§ Task objective: For the records below, output each line exactly as it appears, from the first through the line with "impl<T> fmt::Debug for FreezeHandle<T>".

§ Collected data:

//! Freeze registrations for values whose hash, equality or order depends on
//! mutable fields.
//!
//! A comparator that reads such a field registers the container with the
//! value's [`FrozenContext`] from its `freeze` hook. Mutating the field then
//! goes through [`FrozenContext::mutate`] (or an explicit
//! `suspend`/`resume` pair), which takes the value out of every registered
//! container before the change and puts it back afterwards.

use std::cell::RefCell;
use std::fmt;
use std::rc::{Rc, Weak};

use crate::error::CollectionError;

/// Container side of a freeze registration.
pub(crate) trait FreezeTarget<T> {
    /// `Ok(None)` when the value is not (or no longer) stored.
    fn suspend_frozen(&self, value: &T) -> Result<Option<SuspendToken>, CollectionError>;

    fn resume_frozen(&self, token: SuspendToken) -> Result<(), CollectionError>;
}

/// Proof that a value is currently suspended in one container.
#[derive(Debug, Clone, Copy, PartialEq, Eq, Hash)]
pub struct SuspendToken {
    pub(crate) store: u64,
    pub(crate) slot: usize,
    pub(crate) stamp: u64,
}

/// Weak reference from a value to a container indexing it.
pub struct FreezeHandle<T> {
    target: Weak<dyn FreezeTarget<T>>,
}

impl<T> Clone for FreezeHandle<T> {
    fn clone(&self) -> Self {
        Self {
            target: Weak::clone(&self.target),
        }
    }
}

impl<T> fmt::Debug for FreezeHandle<T> {
    fn fmt(&self, f: &mut fmt::Formatter<'_>) -> fmt::Result {
        f.debug_struct("FreezeHandle")
            .field("alive", &self.is_alive())
            .finish()
    }
}

impl<T> FreezeHandle<T> {
    pub(crate) fn new(target: &Rc<dyn FreezeTarget<T>>) -> Self {
        Self {
            target: Rc::downgrade(target),
        }
    }

    pub fn is_alive(&self) -> bool {
        self.target.strong_count() > 0
    }

    /// Two handles are equal when they point at the same container.
    pub fn same_container(&self, other: &Self) -> bool {
        Weak::ptr_eq(&self.target, &other.target)
    }

    fn upgrade(&self) -> Option<Rc<dyn FreezeTarget<T>>> {
        self.target.upgrade()
    }
}

struct Registration<T> {
    handle: FreezeHandle<T>,
    count: usize,
}

struct ContextState<T> {
    registrations: Vec<Registration<T>>,
    depth: usize,
    tokens: Vec<(FreezeHandle<T>, SuspendToken)>,
}

/// Per-field registry of the containers that index a value by that field.
pub struct FrozenContext<T> {
    state: RefCell<ContextState<T>>,
}

impl<T> Default for FrozenContext<T> {
    fn default() -> Self {
        Self::new()
    }
}

impl<T> fmt::Debug for FrozenContext<T> {
    fn fmt(&self, f: &mut fmt::Formatter<'_>) -> fmt::Result {
        let state = self.state.borrow();
        f.debug_struct("FrozenContext")
            .field("containers", &state.registrations.len())
            .field("depth", &state.depth)
            .finish()
    }
}

impl<T> FrozenContext<T> {
    pub fn new() -> Self {
        Self {
            state: RefCell::new(ContextState {
                registrations: Vec::new(),
                depth: 0,
                tokens: Vec::new(),
            }),
        }
    }

    /// Registers a container; call from a comparator's `freeze` hook.
    pub fn freeze(&self, handle: FreezeHandle<T>) {
        let mut state = self.state.borrow_mut();
        state.registrations.retain(|r| r.handle.is_alive());
        let existing = state
            .registrations
            .iter()
            .position(|r| r.handle.same_container(&handle));
        match existing {
            Some(pos) => state.registrations[pos].count += 1,
            None => state.registrations.push(Registration { handle, count: 1 }),
        }
    }

    /// Drops one registration; call from a comparator's `unfreeze` hook.
    pub fn unfreeze(&self, handle: &FreezeHandle<T>) {
        let mut state = self.state.borrow_mut();
        if let Some(pos) = state
            .registrations
            .iter()
            .position(|r| r.handle.same_container(handle))
        {
            state.registrations[pos].count -= 1;
            if state.registrations[pos].count == 0 {
                state.registrations.remove(pos);
            }
        }
    }

    /// Number of live containers currently registered.
    pub fn container_count(&self) -> usize {
        self.state
            .borrow()
            .registrations
            .iter()
            .filter(|r| r.handle.is_alive())
            .count()
    }

    pub fn is_suspended(&self) -> bool {
        self.state.borrow().depth > 0
    }

    /// Opens a bracket. Only the outermost bracket reaches the containers.
    ///
    /// If one container refuses, the containers already suspended by this
    /// call are resumed and the error is returned.
    pub fn suspend(&self, value: &T) -> Result<(), CollectionError> {
        let handles = {
            let mut state = self.state.borrow_mut();
            state.depth += 1;
            if state.depth > 1 {
                return Ok(());
            }
            state.registrations.retain(|r| r.handle.is_alive());
            state
                .registrations
                .iter()
                .map(|r| r.handle.clone())
                .collect::<Vec<_>>()
        };

        let mut tokens = Vec::with_capacity(handles.len());
        for handle in handles {
            let Some(target) = handle.upgrade() else {
                continue;
            };
            match target.suspend_frozen(value) {
                Ok(Some(token)) => tokens.push((handle, token)),
                Ok(None) => {}
                Err(err) => {
                    for (handle, token) in tokens.into_iter().rev() {
                        if let Some(target) = handle.upgrade() {
                            if let Err(undo) = target.resume_frozen(token) {
                                tracing::warn!(error = %undo, "failed to undo partial suspend");
                            }
                        }
                    }
                    self.state.borrow_mut().depth = 0;
                    return Err(err);
                }
            }
        }
        self.state.borrow_mut().tokens = tokens;
        Ok(())
    }

    /// Closes a bracket; the outermost close resumes every container.
    ///
    /// All containers are resumed even if one fails; the first failure is
    /// returned.
    pub fn resume(&self) -> Result<(), CollectionError> {
        let tokens = {
            let mut state = self.state.borrow_mut();
            if state.depth == 0 {
                return Err(CollectionError::IllegalState("resume without suspend"));
            }
            state.depth -= 1;
            if state.depth > 0 {
                return Ok(());
            }
            std::mem::take(&mut state.tokens)
        };

        let mut first_error = None;
        for (handle, token) in tokens {
            let Some(target) = handle.upgrade() else {
                continue;
            };
            if let Err(err) = target.resume_frozen(token) {
                tracing::warn!(error = %err, "container refused to resume a frozen value");
                first_error.get_or_insert(err);
            }
        }
        match first_error {
            Some(err) => Err(err),
            None => Ok(()),
        }
    }

    /// Runs `mutate` inside a suspend/resume bracket.
    pub fn mutate<R>(&self, value: &T, mutate: impl FnOnce() -> R) -> Result<R, CollectionError> {
        self.suspend(value)?;
        let out = mutate();
        self.resume()?;
        Ok(out)
    }
}

#[cfg(test)]
mod tests {
    use super::*;
    use std::cell::Cell;

    struct Counting {
        suspended: Cell<usize>,
        resumed: Cell<usize>,
        refuse: bool,
    }

    impl FreezeTarget<i32> for Counting {
        fn suspend_frozen(&self, _value: &i32) -> Result<Option<SuspendToken>, CollectionError> {
            if self.refuse {
                return Err(CollectionError::NoSuchElement);
            }
            self.suspended.set(self.suspended.get() + 1);
            Ok(Some(SuspendToken {
                store: 0,
                slot: 0,
                stamp: 0,
            }))
        }

        fn resume_frozen(&self, _token: SuspendToken) -> Result<(), CollectionError> {
            self.resumed.set(self.resumed.get() + 1);
            Ok(())
        }
    }

    fn target(refuse: bool) -> (Rc<Counting>, Rc<dyn FreezeTarget<i32>>) {
        let counting = Rc::new(Counting {
            suspended: Cell::new(0),
            resumed: Cell::new(0),
            refuse,
        });
        let dyn_target: Rc<dyn FreezeTarget<i32>> = counting.clone();
        (counting, dyn_target)
    }

    #[test]
    fn nested_brackets_reach_containers_once() {
        let (counting, dyn_target) = target(false);
        let ctx = FrozenContext::new();
        ctx.freeze(FreezeHandle::new(&dyn_target));

        ctx.suspend(&1).unwrap();
        ctx.suspend(&1).unwrap();
        assert_eq!(counting.suspended.get(), 1);
        ctx.resume().unwrap();
        assert_eq!(counting.resumed.get(), 0);
        ctx.resume().unwrap();
        assert_eq!(counting.resumed.get(), 1);
        assert!(matches!(
            ctx.resume(),
            Err(CollectionError::IllegalState(_))
        ));
    }

    #[test]
    fn refusal_undoes_earlier_suspends() {
        let (ok, ok_target) = target(false);
        let (_bad, bad_target) = target(true);
        let ctx = FrozenContext::new();
        ctx.freeze(FreezeHandle::new(&ok_target));
        ctx.freeze(FreezeHandle::new(&bad_target));

        assert!(ctx.suspend(&1).is_err());
        assert_eq!(ok.suspended.get(), 1);
        assert_eq!(ok.resumed.get(), 1);
        assert!(!ctx.is_suspended());
    }

    #[test]
    fn dead_containers_are_pruned() {
        let ctx = FrozenContext::new();
        {
            let (_counting, dyn_target) = target(false);
            ctx.freeze(FreezeHandle::new(&dyn_target));
            assert_eq!(ctx.container_count(), 1);
        }
        assert_eq!(ctx.container_count(), 0);
        ctx.mutate(&1, || ()).unwrap();
    }

    #[test]
    fn registrations_are_counted_per_container() {
        let (_counting, dyn_target) = target(false);
        let handle = FreezeHandle::new(&dyn_target);
        let ctx = FrozenContext::new();
        ctx.freeze(handle.clone());
        ctx.freeze(handle.clone());
        ctx.unfreeze(&handle);
        assert_eq!(ctx.container_count(), 1);
        ctx.unfreeze(&handle);
        assert_eq!(ctx.container_count(), 0);
    }
}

§ Solution for this problem:
//! Freeze registrations for values whose hash, equality or order depends on
//! mutable fields.
//!
//! A comparator that reads such a field registers the container with the
//! value's [`FrozenContext`] from its `freeze` hook. Mutating the field then
//! goes through [`FrozenContext::mutate`] (or an explicit
//! `suspend`/`resume` pair), which takes the value out of every registered
//! container before the change and puts it back afterwards.

use std::cell::RefCell;
use std::fmt;
use std::rc::{Rc, Weak};

use crate::error::CollectionError;

/// Container side of a freeze registration.
pub(crate) trait FreezeTarget<T> {
    /// `Ok(None)` when the value is not (or no longer) stored.
    fn suspend_frozen(&self, value: &T) -> Result<Option<SuspendToken>, CollectionError>;

    fn resume_frozen(&self, token: SuspendToken) -> Result<(), CollectionError>;
}

/// Proof that a value is currently suspended in one container.
#[derive(Debug, Clone, Copy, PartialEq, Eq, Hash)]
pub struct SuspendToken {
    pub(crate) store: u64,
    pub(crate) slot: usize,
    pub(crate) stamp: u64,
}

/// Weak reference from a value to a container indexing it.
pub struct FreezeHandle<T> {
    target: Weak<dyn FreezeTarget<T>>,
}

impl<T> Clone for FreezeHandle<T> {
    fn clone(&self) -> Self {
        Self {
            target: Weak::clone(&self.target),
        }
    }
}

impl<T> fmt::Debug for FreezeHandle<T> {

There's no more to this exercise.